Через полчаса дверь в комнату открылась, и вошла та же женщина, что приносила ей еду в первый раз. Только теперь в руках у нее были веник, совок и мешки для мусора.
Видя, как убирается в ее комнате эта женщина, Даре стало безумно стыдно за свои действия. Она всегда сама убиралась, это нормально для цыганки – следить за чистотой и порядком. А здесь за нее убирают то, что сделала она. При этом в комнате присутствовал еще и охранник. Видно, Ковало не хотел, чтобы Дара заговорила с домработницей.
Дальше Дара только лежала и наблюдала, как постепенно комната приобретает прежний вид. Причем, несмотря на вечер, окно в ее комнате заменили на новое, даже привезли новое трюмо взамен разбитого, а потом и новое зеркало в ванную комнату.
Поздно вечером все последствия разгрома были устранены.
Опять в комнату зашел Ковало и, походив по ней, заглянул в ванную.

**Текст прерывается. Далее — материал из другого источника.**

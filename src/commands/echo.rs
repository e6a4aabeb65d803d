use bytes::Bytes;

use crate::commands::executable::Executable;
use crate::commands::CommandParser;
use crate::context::Context;
use crate::frame::Frame;
use crate::Error;

/// Returns `message` as a bulk string.
///
/// Ref: <https://redis.io/docs/latest/commands/echo>
#[derive(Debug, PartialEq)]
pub struct Echo {
    pub message: Bytes,
}

impl Executable for Echo {
    fn exec(self, _ctx: &Context) -> Result<Frame, Error> {
        Ok(Frame::Bulk(self.message))
    }
}

impl TryFrom<&mut CommandParser> for Echo {
    type Error = Error;

    fn try_from(parser: &mut CommandParser) -> Result<Self, Self::Error> {
        let message = parser.next_bytes()?;
        Ok(Self { message })
    }
}

#[cfg(test)]
mod tests {
    use crate::commands::{Command, CommandParserError};
    use crate::config::Config;

    use super::*;

    #[test]
    fn echoes_message() {
        let frame = Frame::Array(vec![
            Frame::Bulk(Bytes::from("ECHO")),
            Frame::Bulk(Bytes::from("hey\r\nthere")),
        ]);
        let cmd = Command::try_from(frame).unwrap();

        assert_eq!(
            cmd,
            Command::Echo(Echo {
                message: Bytes::from("hey\r\nthere")
            })
        );

        let ctx = Context::new(Config::default());
        let res = cmd.exec(&ctx).unwrap();

        assert_eq!(res, Frame::Bulk(Bytes::from("hey\r\nthere")));
    }

    #[test]
    fn missing_message() {
        let frame = Frame::Array(vec![Frame::Bulk(Bytes::from("ECHO"))]);
        let err = Command::try_from(frame).err().unwrap();
        let err = err.downcast_ref::<CommandParserError>().unwrap();

        assert_eq!(*err, CommandParserError::EndOfStream);
    }
}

Он довольно улыбнулся, хотя улыбка на его лице была жуткая. В комнату зашла домработница, принесла миску и отдала ему. Дара догадалась, что в миске опять каша; настал час ее вечернего кормления. С нее сняли наручники и, опять подтащив к стулу, посадили на него.
– Сама жрать будешь или опять насильно в тебя это запихивать?
Дара с ужасом смотрела на стоящего перед ней мужчину.
– Сама, – тихо прошептала она.
– Рот открыла, – Ковало поднес к ее лицу ложку с кашей.
– Можно я сама?.. Пожалуйста, – Дара подняла на него полные слез глаза.
Ковало кивнул держащим Дару охранникам, и те отпустили ее. Он дал ей в руки миску, и Дара, понимая, что это без варианта, стала есть кашу, так и сидя в центре комнаты на стуле, окруженная охраной и стоящим рядом Ковало.